HARTFORD, CT (WFSB) – Connecticut is running out of money for unemployment claims and will soon have to borrow millions to replenish the trust fun.
It will be Connecticut businesses who will have to pay the money back.
Coronavirus has brought on a recession and businesses are struggling.
“We have a lot of people on unemployment and we need to get back into fully opening the state,” said Chris DiPentima, CBIA new president.
Chris DiPentima will soon take over the CBIA, the state’s largest business organization, which helps create jobs and economic growth.
“I’ve heard congratulations and condolences, but I see this as a great opportunity,” said DiPentima.
Dipentima has been the president of Leggett and Platt Aerospace, which includes Pegasus Manufacturing in Middletown. He becomes CBIA’s new president in August.
Manufacturing may be a strong survivor. They’ve remained open during the pandemic.
Many small businesses shut down because of COVID-19 may not survive.
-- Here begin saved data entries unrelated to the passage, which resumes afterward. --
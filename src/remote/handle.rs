//! Opaque reference to a region inside another process

use serde::{Deserialize, Serialize};

use crate::error::{MemFrameError, Result};

/// Location of a region in some process's address space
///
/// The address is never turned into a pointer; it is only handed to a
/// [`super::ProcessMemory`] capability together with a bounds-checked
/// offset.
#[derive(Debug, Clone, Copy, PartialEq, Eq, Hash, Serialize, Deserialize)]
pub struct RemoteHandle {
    pub pid: i32,
    pub base_address: u64,
    pub length: usize,
}

impl RemoteHandle {
    pub fn new(pid: i32, base_address: u64, length: usize) -> Self {
        Self {
            pid,
            base_address,
            length,
        }
    }

    /// One past the last byte of the region
    pub fn end_address(&self) -> u64 {
        self.base_address.saturating_add(self.length as u64)
    }

    /// Absolute address of `offset`, provided `len` bytes from there stay inside the region
    pub fn address_of(&self, offset: usize, len: usize) -> Result<u64> {
        match offset.checked_add(len) {
            Some(end) if end <= self.length => Ok(self.base_address + offset as u64),
            _ => Err(MemFrameError::out_of_bounds(offset, len, self.length)),
        }
    }

    /// Whether `address` falls inside the region
    pub fn contains(&self, address: u64) -> bool {
        address >= self.base_address && address < self.end_address()
    }
}

impl std::fmt::Display for RemoteHandle {
    fn fmt(&self, f: &mut std::fmt::Formatter<'_>) -> std::fmt::Result {
        write!(
            f,
            "pid {} @ {:#x}..{:#x} ({} bytes)",
            self.pid,
            self.base_address,
            self.end_address(),
            self.length
        )
    }
}
//! Marker scanning over a foreign address space

use log::{debug, info, warn};

use crate::{
    error::{MemFrameError, Result},
    region_layout::{RegionLayout, MAGIC_SIZE},
    remote::{ProcessMemory, RemoteHandle},
};

use super::options::ScanOptions;

/// Outcome of a scan
#[derive(Debug, Clone, Default, PartialEq, Eq)]
pub struct ScanReport {
    /// Base addresses where both markers matched, ascending
    pub candidates: Vec<u64>,
    /// Start-marker hits, verified or not
    pub start_hits: usize,
    /// Ranges read completely
    pub ranges_scanned: usize,
    /// Ranges abandoned after a read failure
    pub ranges_skipped: usize,
    /// Bytes read from the target
    pub bytes_read: u64,
}

/// Offsets of every occurrence of `needle` in `haystack`, overlapping ones included
pub fn find_all(haystack: &[u8], needle: &[u8]) -> Vec<usize> {
    if needle.is_empty() || haystack.len() < needle.len() {
        return Vec::new();
    }
    haystack
        .windows(needle.len())
        .enumerate()
        .filter(|(_, window)| *window == needle)
        .map(|(offset, _)| offset)
        .collect()
}

/// Find every region base in the target whose start and end markers both match
pub fn scan<M: ProcessMemory + ?Sized>(
    memory: &M,
    layout: &RegionLayout,
    options: &ScanOptions,
) -> Result<ScanReport> {
    options.validate()?;

    let (lo, hi) = options.bounds();
    let mut report = ScanReport::default();
    let mut hits = Vec::new();
    let mut buf = vec![0u8; options.chunk_size];

    for range in memory.mapped_ranges(options.writeable_only)? {
        // Read a little past the window so a marker starting just inside it is complete
        let Some((start, end)) = range.clip(lo, hi.saturating_add(MAGIC_SIZE as u64 - 1)) else {
            continue;
        };

        match scan_range(memory, start, end, &mut buf, &mut hits, &mut report.bytes_read) {
            Ok(()) => report.ranges_scanned += 1,
            Err(e) => {
                warn!(
                    "Failed to read range {:#x}-{:#x} ({}), skipping: {}",
                    start,
                    end,
                    range.path.as_deref().unwrap_or("anonymous"),
                    e
                );
                report.ranges_skipped += 1;
            }
        }
    }

    hits.retain(|&address| address >= lo && address < hi);
    hits.sort_unstable();
    hits.dedup();
    report.start_hits = hits.len();

    report.candidates = hits
        .into_iter()
        .filter(|&address| has_end_marker(memory, layout, address))
        .collect();

    info!(
        "Scanned pid {}: {} ranges ({} skipped), {} start markers, {} candidate regions",
        memory.pid(),
        report.ranges_scanned,
        report.ranges_skipped,
        report.start_hits,
        report.candidates.len()
    );
    Ok(report)
}

/// Locate exactly one region
///
/// Zero candidates yields [`MemFrameError::DiscoveryNotFound`], more than
/// one yields [`MemFrameError::DiscoveryAmbiguous`] carrying every base
/// address so the caller can [`narrow`] them.
pub fn discover<M: ProcessMemory + ?Sized>(
    memory: &M,
    layout: &RegionLayout,
    options: &ScanOptions,
) -> Result<RemoteHandle> {
    let report = scan(memory, layout, options)?;
    match report.candidates.as_slice() {
        [] => Err(MemFrameError::discovery_not_found(report.ranges_scanned)),
        [base] => Ok(RemoteHandle::new(memory.pid(), *base, layout.total_size())),
        _ => Err(MemFrameError::discovery_ambiguous(report.candidates)),
    }
}

/// Keep the candidates whose bytes at `base + offset` currently equal `expected`
///
/// Used to disambiguate after the real region changed in a known way,
/// e.g. after its owner flipped the ownership byte.
pub fn narrow<M: ProcessMemory + ?Sized>(
    memory: &M,
    candidates: &[u64],
    offset: usize,
    expected: &[u8],
) -> Vec<u64> {
    let mut buf = vec![0u8; expected.len()];
    candidates
        .iter()
        .copied()
        .filter(|&base| {
            base.checked_add(offset as u64)
                .map(|address| memory.read_bytes(address, &mut buf).is_ok() && buf == expected)
                .unwrap_or(false)
        })
        .collect()
}

/// Keep the candidates whose markers still both match
pub fn revalidate<M: ProcessMemory + ?Sized>(
    memory: &M,
    candidates: &[u64],
    layout: &RegionLayout,
) -> Vec<u64> {
    let start = RegionLayout::magic_start_bytes();
    narrow(memory, candidates, 0, &start)
        .into_iter()
        .filter(|&base| has_end_marker(memory, layout, base))
        .collect()
}

fn scan_range<M: ProcessMemory + ?Sized>(
    memory: &M,
    start: u64,
    end: u64,
    buf: &mut [u8],
    hits: &mut Vec<u64>,
    bytes_read: &mut u64,
) -> Result<()> {
    let needle = RegionLayout::magic_start_bytes();
    let mut pos = start;

    while pos < end {
        let len = (end - pos).min(buf.len() as u64) as usize;
        let chunk = &mut buf[..len];
        memory.read_bytes(pos, chunk)?;
        *bytes_read += len as u64;

        for offset in find_all(chunk, &needle) {
            debug!("Start marker at {:#x}", pos + offset as u64);
            hits.push(pos + offset as u64);
        }

        if pos + len as u64 >= end {
            break;
        }
        // overlap so a marker straddling two chunks is seen whole
        pos += (len - (MAGIC_SIZE - 1)) as u64;
    }
    Ok(())
}

fn has_end_marker<M: ProcessMemory + ?Sized>(memory: &M, layout: &RegionLayout, base: u64) -> bool {
    let Some(address) = base.checked_add(layout.magic_end_offset() as u64) else {
        return false;
    };
    let mut bytes = [0u8; MAGIC_SIZE];
    match memory.read_bytes(address, &mut bytes) {
        Ok(()) if bytes == RegionLayout::magic_end_bytes() => true,
        Ok(()) => {
            debug!("Start marker at {:#x} has no end marker", base);
            false
        }
        Err(e) => {
            debug!("End marker of {:#x} unreadable: {}", base, e);
            false
        }
    }
}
More than 2,000 companies are getting state loans, totaling close to $40 million.
“There is no easy way out. This is an economic recession caused by a health pandemic,” said Fred McKinney, Quinnipiac University economist.
It will not be easy for small businesses to regain their strength and those who have lost their jobs won’t have the money to support businesses.
About 600,000 people in Connecticut are jobless. The state is now borrowing to replenish unemployment benefits. The state doesn’t pay into that, so every dollar is paid back by Connecticut businesses and if there are tax increased, CBIA will fight them.
“Historically, we have had massive tax increases and we had negative migration of population, GE left, and we need to make sure that doesn’t happen,” DiPentima said.
Nationally, 20 percent of businesses have gone under.
Economists and the CBIA feel state need more federal funding to get through this recession.